The liver is capable of extracting naltrexone as rapidly as it is presented to the organ15; therefore, naltrexone clearance is sensitive to changes in liver blood flow.11 Unlike oral administration, however, the extended release of naltrexone from the polymer matrix results in gradual delivery of naltrexone to the liver. The hepatic elimination of naltrexone following administration of LA-NTX is absorption rate limited ("flip-flop" kinetics).21,22 Assuch,areductioninblood flow due to hepatic impairment may not result in an apparent alteration in naltrexone clearance following administration of LA-NTX. In the present study, any decrease in hepatic blood flow that may have been present in subjects with hepatic impairment were not sufficient to alter naltrexone clearance and, thereby, systemic exposure.

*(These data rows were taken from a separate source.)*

// Shared formatting helpers for run summaries and listings.

use std::time::Duration;

/// Format an integer with thousands separators (e.g. 12_345 -> "12,345").
pub fn format_number<T>(value: T) -> String
where
    T: std::fmt::Display,
{
    let s = value.to_string();
    let mut result = String::with_capacity(s.len() + s.len() / 3);
    for (idx, ch) in s.chars().rev().enumerate() {
        if idx > 0 && idx % 3 == 0 {
            result.push(',');
        }
        result.push(ch);
    }
    result.chars().rev().collect()
}

/// Compact elapsed time: "850ms", "12.4s", "3m05s", "1h02m".
pub fn format_duration(elapsed: Duration) -> String {
    let secs = elapsed.as_secs();
    if secs == 0 {
        format!("{}ms", elapsed.as_millis())
    } else if secs < 60 {
        format!("{:.1}s", elapsed.as_secs_f64())
    } else if secs < 3600 {
        format!("{}m{:02}s", secs / 60, secs % 60)
    } else {
        format!("{}h{:02}m", secs / 3600, (secs % 3600) / 60)
    }
}

#[cfg(test)]
mod tests {
    use super::*;

    #[test]
    fn test_format_number() {
        assert_eq!(format_number(0), "0");
        assert_eq!(format_number(1_234_567u64), "1,234,567");
    }

    #[test]
    fn test_format_duration() {
        assert_eq!(format_duration(Duration::from_millis(850)), "850ms");
        assert_eq!(format_duration(Duration::from_secs(185)), "3m05s");
        assert_eq!(format_duration(Duration::from_secs(3720)), "1h02m");
    }
}
use super::utils::{self, RangeArgs};
use anyhow::{Context, Result};
use clap::{Args, ValueHint};
use std::fs::File;
use std::io::BufWriter;
use std::path::PathBuf;
use tenderlake::resolver::JsonlPatchSink;
use tenderlake::{Config, VersionResolver};

#[derive(Args)]
#[command(
    about = "Collapse versions to one active record per tender",
    long_about = "Group the records of the selected range by natural key (the last path
segment of the source URI), elect the canonical version (latest
update, lowest id on ties) and rewrite every other version as an obsolete
stub pointing at it. Afterwards every obsolete chain is followed to its
terminal record and repointed, so each stub points straight at an active
record.

With --patches, the field-level differences between each superseded version
and its canonical record are written as JSON lines before the version is
stubbed.",
    help_template = crate::clap_help!(
        examples: "  # Resolve the whole store\n  \
                   {bin} resolve\n\n  \
                   # Resolve a range and keep the superseded fields\n  \
                   {bin} resolve --ini ntp00000001 --fin ntp00099999 --patches patches.jsonl\n\n  \
                   # Only repair obsolete chains\n  \
                   {bin} resolve --chains-only"
    )
)]
pub struct ResolveCommand {
    #[command(flatten)]
    pub range: RangeArgs,

    /// Write the diff of every superseded version to this JSON-lines file
    #[arg(long, value_hint = ValueHint::FilePath)]
    pub patches: Option<PathBuf>,

    /// Skip election, only repoint obsolete chains
    #[arg(long)]
    pub chains_only: bool,
}

pub fn run(cmd: ResolveCommand, config: &Config) -> Result<()> {
    let range = cmd.range.range()?;
    let mut store = utils::open_records(config)?;
    let legacy = utils::open_legacy(config)?;
    let mut sink = cmd
        .patches
        .as_ref()
        .map(|path| {
            File::create(path)
                .map(|file| JsonlPatchSink::new(BufWriter::new(file)))
                .with_context(|| format!("Failed to create {}", path.display()))
        })
        .transpose()?;

    let mut resolver = VersionResolver::new(&mut store)
        .page_size(config.store.page_size)
        .bulk_size(config.store.bulk_size)
        .max_chain_hops(config.resolver.max_chain_hops);
    if let Some(legacy) = &legacy {
        resolver = resolver.with_legacy(legacy);
    }
    if let Some(sink) = sink.as_mut() {
        resolver = resolver.with_patches(sink);
    }

    let summary = if cmd.chains_only {
        resolver.collapse_chains(&range)?
    } else {
        resolver.resolve(&range)?
    };
    drop(resolver);

    if let Some(sink) = sink {
        use std::io::Write;
        sink.into_inner().flush().context("Failed to write patches")?;
    }

    println!("Natural keys:   {}", summary.groups);
    println!("Elected:        {}", summary.elected);
    println!("Stubbed:        {}", summary.stubbed);
    println!("Merged updates: {}", summary.merged);
    println!("Repointed:      {}", summary.repointed);
    println!(
        "Writes:         {} matched, {} upserted, {} failed",
        summary.writes.matched,
        summary.writes.upserted,
        summary.writes.failed.len()
    );
    if summary.broken_chains > 0 {
        println!("Broken chains:  {}", summary.broken_chains);
    }
    eprintln!("\n✓ Resolved {}", range);
    Ok(())
}
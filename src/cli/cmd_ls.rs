use super::utils::{self, RangeArgs, StorageArgs};
use anyhow::Result;
use clap::Args;
use std::io::{self, Write};
use tenderlake::Config;

#[derive(Args)]
#[command(
    about = "List stored documents",
    long_about = "Print the object names of a document store, one per line and sorted, limited
to the selected id range. Output is meant for pipes.",
    help_template = crate::clap_help!(
        examples: "  # Everything in the disk store\n  \
                   {bin} ls\n\n  \
                   # Documents of one record in Swift\n  \
                   {bin} ls --where swift --id ntp00012345\n\n  \
                   # Count blob objects in a range\n  \
                   {bin} ls --where blob --ini ntp00000001 --fin ntp00001000 --count"
    )
)]
pub struct LsCommand {
    #[command(flatten)]
    pub range: RangeArgs,

    #[command(flatten)]
    pub storage: StorageArgs,

    /// Print only the number of objects
    #[arg(long)]
    pub count: bool,
}

pub fn run(cmd: LsCommand, config: &Config) -> Result<()> {
    let range = cmd.range.range()?;
    let names = utils::runtime()?.block_on(async {
        let storage = utils::open_storage(&cmd.storage.selector(), config).await?;
        anyhow::Ok(storage.list(&range).await?)
    })?;

    let stdout = io::stdout();
    let mut out = stdout.lock();
    if cmd.count {
        writeln!(out, "{}", names.len())?;
    } else {
        for name in &names {
            writeln!(out, "{}", name)?;
        }
    }
    Ok(())
}
use super::cmd_purge::BackupArgs;
use super::utils::{self, RangeArgs, StorageArgs};
use anyhow::Result;
use clap::Args;
use tenderlake::storage::ensure_distinct;
use tenderlake::{Config, RetentionManager};

#[derive(Args)]
#[command(
    about = "Restore purged documents from backup",
    long_about = "Copy every backup object of the selected range back into the primary store,
overwriting objects with the same name. The backup copies are kept.",
    help_template = crate::clap_help!(
        examples: "  # Restore one record into the disk store\n  \
                   {bin} recover --id ntp00012345\n\n  \
                   # Restore a range into Swift\n  \
                   {bin} recover --where swift --ini ntp00000001 --fin ntp00001000"
    )
)]
pub struct RecoverCommand {
    #[command(flatten)]
    pub range: RangeArgs,

    #[command(flatten)]
    pub storage: StorageArgs,

    #[command(flatten)]
    pub backup: BackupArgs,
}

pub fn run(cmd: RecoverCommand, config: &Config) -> Result<()> {
    let range = cmd.range.range()?;

    let summary = utils::runtime()?.block_on(async {
        let primary = utils::open_storage(&cmd.storage.selector(), config).await?;
        let backup = utils::open_storage(&cmd.backup.selector(), config).await?;
        ensure_distinct(primary.as_ref(), backup.as_ref())?;

        RetentionManager::new(primary.as_ref(), backup.as_ref(), config.store.page_size)
            .recover(&range)
            .await
    })?;

    println!("Examined:  {}", summary.examined);
    println!("Recovered: {}", summary.recovered);
    if summary.failures > 0 {
        println!("Failures:  {}", summary.failures);
    }
    eprintln!("\n✓ Recovery finished");
    Ok(())
}
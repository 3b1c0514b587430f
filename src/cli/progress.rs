use indicatif::{ProgressBar as IndicatifProgressBar, ProgressStyle};

/// Progress bar wrapper around indicatif, hidden in quiet mode
pub struct ProgressBar {
    pb: IndicatifProgressBar,
}

impl ProgressBar {
    /// Bar with a known number of steps
    pub fn new(total: usize, quiet: bool) -> Self {
        let pb = if quiet {
            IndicatifProgressBar::hidden()
        } else {
            IndicatifProgressBar::new(total as u64)
        };
        if let Ok(style) = ProgressStyle::default_bar().template(
            "{spinner:.green} [{elapsed_precise}] [{bar:40.cyan/blue}] {pos:.cyan}/{len:.cyan} | ETA: {eta}",
        ) {
            pb.set_style(style.progress_chars("█▓▒░ "));
        }
        Self { pb }
    }

    /// Spinner for runs whose length is unknown up front
    pub fn spinner(quiet: bool) -> Self {
        let pb = if quiet {
            IndicatifProgressBar::hidden()
        } else {
            IndicatifProgressBar::new_spinner()
        };
        if let Ok(style) =
            ProgressStyle::default_spinner().template("{spinner:.green} [{elapsed_precise}] {msg}")
        {
            pb.set_style(style);
        }
        pb.enable_steady_tick(std::time::Duration::from_millis(120));
        Self { pb }
    }

    pub fn set(&self, current: usize) {
        self.pb.set_position(current as u64);
    }

    pub fn set_message<S: Into<String>>(&self, msg: S) {
        self.pb.set_message(msg.into());
    }

    pub fn finish(&self) {
        self.pb.finish_and_clear();
    }
}
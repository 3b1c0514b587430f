// Record id selectors: everything, a single id, or an inclusive range with optional bounds
use crate::error::ValidationError;
use crate::record::{Partition, RecordId};
use std::fmt;

#[derive(Debug, Clone, PartialEq, Eq, Default)]
pub enum IdRange {
    #[default]
    All,
    Single(RecordId),
    Between {
        min: Option<RecordId>,
        max: Option<RecordId>,
    },
}

impl IdRange {
    /// Build a range from the `--id`, `--ini` and `--fin` command line selectors.
    ///
    /// Every given id is validated; a malformed selector aborts before any work.
    pub fn from_selectors(
        id: Option<&str>,
        ini: Option<&str>,
        fin: Option<&str>,
    ) -> Result<Self, ValidationError> {
        let parse = |value: Option<&str>| value.map(RecordId::parse).transpose();
        let id = parse(id)?;
        let min = parse(ini)?;
        let max = parse(fin)?;

        match (id, min, max) {
            (Some(_), Some(_), _) | (Some(_), _, Some(_)) => {
                Err(ValidationError::ConflictingSelectors)
            }
            (Some(id), None, None) => Ok(IdRange::Single(id)),
            (None, None, None) => Ok(IdRange::All),
            (None, min, max) => {
                if let (Some(lo), Some(hi)) = (&min, &max) {
                    if lo > hi {
                        return Err(ValidationError::InvertedRange {
                            min: lo.to_string(),
                            max: hi.to_string(),
                        });
                    }
                }
                Ok(IdRange::Between { min, max })
            }
        }
    }

    /// Whole numeric span of a partition
    pub fn partition(partition: Partition) -> Self {
        IdRange::Between {
            min: Some(partition.first_id()),
            max: Some(partition.last_id()),
        }
    }

    pub fn contains(&self, id: &RecordId) -> bool {
        self.contains_str(id.as_str())
    }

    /// Range check on a raw id string, as found embedded in object names
    pub fn contains_str(&self, id: &str) -> bool {
        match self {
            IdRange::All => true,
            IdRange::Single(single) => single.as_str() == id,
            IdRange::Between { min, max } => {
                min.as_ref().map_or(true, |lo| lo.as_str() <= id)
                    && max.as_ref().map_or(true, |hi| id <= hi.as_str())
            }
        }
    }

    /// Lower bound, if any
    pub fn lower(&self) -> Option<&RecordId> {
        match self {
            IdRange::All => None,
            IdRange::Single(id) => Some(id),
            IdRange::Between { min, .. } => min.as_ref(),
        }
    }

    /// Upper bound, if any
    pub fn upper(&self) -> Option<&RecordId> {
        match self {
            IdRange::All => None,
            IdRange::Single(id) => Some(id),
            IdRange::Between { max, .. } => max.as_ref(),
        }
    }

    /// Intersect with a partition, yielding inclusive numeric bounds
    pub fn numbers_within(&self, partition: Partition) -> Option<(u64, u64)> {
        let lo = self
            .lower()
            .map_or(partition.start(), |id| id.number().max(partition.start()));
        let hi = self
            .upper()
            .map_or(partition.end(), |id| id.number().min(partition.end()));
        (lo <= hi).then_some((lo, hi))
    }
}

impl fmt::Display for IdRange {
    fn fmt(&self, f: &mut fmt::Formatter<'_>) -> fmt::Result {
        match self {
            IdRange::All => f.write_str("all"),
            IdRange::Single(id) => write!(f, "{}", id),
            IdRange::Between { min, max } => write!(
                f,
                "{}..={}",
                min.as_ref().map_or("*", |id| id.as_str()),
                max.as_ref().map_or("*", |id| id.as_str())
            ),
        }
    }
}
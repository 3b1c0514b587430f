use super::{filter_names, BackendKind, StorageBackend};
use crate::error::StorageError;
use crate::id_range::IdRange;
use async_trait::async_trait;
use std::io::ErrorKind;
use std::path::{Path, PathBuf};

/// Flat directory of files named by object name.
pub struct DiskBackend {
    dir: PathBuf,
}

impl DiskBackend {
    /// Open a directory backend, creating the directory if needed
    pub fn open<P: AsRef<Path>>(dir: P) -> Result<Self, StorageError> {
        let dir = dir.as_ref().to_path_buf();
        std::fs::create_dir_all(&dir)?;
        Ok(Self { dir })
    }

    pub fn dir(&self) -> &Path {
        &self.dir
    }

    async fn names(&self) -> Result<Vec<String>, StorageError> {
        let mut entries = tokio::fs::read_dir(&self.dir).await?;
        let mut names = Vec::new();
        while let Some(entry) = entries.next_entry().await? {
            if !entry.file_type().await?.is_file() {
                continue;
            }
            if let Some(name) = entry.file_name().to_str() {
                names.push(name.to_string());
            }
        }
        Ok(names)
    }
}

#[async_trait]
impl StorageBackend for DiskBackend {
    fn kind(&self) -> BackendKind {
        BackendKind::Disk
    }

    fn location(&self) -> String {
        let dir = self.dir.canonicalize().unwrap_or_else(|_| self.dir.clone());
        format!("disk:{}", dir.display())
    }

    async fn store(&self, name: &str, contents: &[u8]) -> Result<(), StorageError> {
        tokio::fs::write(self.dir.join(name), contents).await?;
        Ok(())
    }

    async fn read(&self, name: &str) -> Result<Vec<u8>, StorageError> {
        match tokio::fs::read(self.dir.join(name)).await {
            Ok(data) => Ok(data),
            Err(e) if e.kind() == ErrorKind::NotFound => Err(StorageError::NotFound(name.to_string())),
            Err(e) => Err(e.into()),
        }
    }

    async fn exists(&self, name: &str, prefix_only: bool) -> Result<bool, StorageError> {
        if !prefix_only {
            return Ok(tokio::fs::try_exists(self.dir.join(name)).await?);
        }
        Ok(self.names().await?.iter().any(|n| n.starts_with(name)))
    }

    async fn delete(&self, name: &str) -> Result<(), StorageError> {
        match tokio::fs::remove_file(self.dir.join(name)).await {
            Ok(()) => Ok(()),
            Err(e) if e.kind() == ErrorKind::NotFound => Ok(()),
            Err(e) => Err(e.into()),
        }
    }

    async fn list(&self, range: &IdRange) -> Result<Vec<String>, StorageError> {
        Ok(filter_names(self.names().await?, range))
    }
}

#[cfg(test)]
mod tests {
    use super::*;

    #[tokio::test]
    async fn test_disk_round_trip() {
        let dir = tempfile::tempdir().unwrap();
        let disk = DiskBackend::open(dir.path().join("docs")).unwrap();

        disk.store("ntp00000001_pliego.pdf", b"%PDF-1.4").await.unwrap();
        assert_eq!(disk.read("ntp00000001_pliego.pdf").await.unwrap(), b"%PDF-1.4");
        assert!(disk.exists("ntp00000001_pliego.", true).await.unwrap());
        assert!(!disk.exists("ntp00000001_pliego.", false).await.unwrap());
        assert!(!disk.exists("ntp00000002_", true).await.unwrap());

        disk.delete("ntp00000001_pliego.pdf").await.unwrap();
        disk.delete("ntp00000001_pliego.pdf").await.unwrap();
        assert!(disk.read("ntp00000001_pliego.pdf").await.unwrap_err().is_not_found());
    }
}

The impact of liver disease on the expression and activity of the enzymes involved in naltrexone metabolism is not well understood. Although it is recognized that aldehyde dehydrogenases and some cytochrome P450 enzyme activities are reduced in patients with cirrhosis,23 neither of these enzyme families plays a role in the metabolism of naltrexone.24,25 Rather, the aldo-keto reductase enzymes AKR1C1, AKR1C2, and AKR1C4, previously designated as dihydrodiol dehydrogenase enzymes (DD1, 2, and 4), are responsible for the stereospecific reduction of naltrexone to 6ß-naltrexol.24,26 To date, the expression of these enzymes in subjects with hepatic impairment has not been reported. The formation of naltrexone and 6ß-naltrexol glucuronide conjugates13 would likely not be altered, as glucuronidation is mainly preserved in subjects with mild to moderate hepatic disease.23
Recognized alterations in protein levels in subjects with hepatic impairment11 are unlikely to affect naltrexone clearance as the plasma protein binding of naltrexone is reported to be low (21%).27
Long-acting naltrexone is intended for use in treatment of alcohol dependence. As the incidence of liver disease within the treatment population is high,28 the potential for altered naltrexone pharmacokinetics was the rationale behind this study in subjects with mild and moderate hepatic impairment. Patients with severe hepatic impairment were not studied primarily because of the increased potential for coagulation defects in this population.29
Long-acting naltrexone was safe and well tolerated in subjects with mild and moderate hepatic impairment. Reported adverse events were similar to those reported following oral naltrexone administration.16 As previously mentioned, IM injection of LA-NTX avoids the extensive first-pass elimination that occurs following oral naltrexone administration. Thus, monthly hepatic exposure to naltrexone is dramatically reduced following LA-NTX administration compared with oral naltrexone administration (50 mg/d;
1500 mg/month), adding protection against the risk of hepatotoxicity.
In summary, plasma concentrations of naltrexone were observed for longer than 1 month following a single IM administration of this long-acting naltrexone formulation; total exposure (AUC) to naltrexone and 6ß-naltrexol was comparable for subjects with mild and moderate hepatic impairment and matched healthy subjects. Comparison of additional naltrexone and 6ß-naltrexol pharmacokinetic parameters did not reveal any differences that would be expected to be of clinical significance. By using IM administration, LA-NTX avoids first-pass metabolism and the potential for increased systemic availability similar to that observed following oral administration in subjects with hepatic impairment. Based on the results of this study, the pharmacokinetics of naltrexone following administration of LA-NTX is not altered in subjects with mild to moderate hepatic impairment.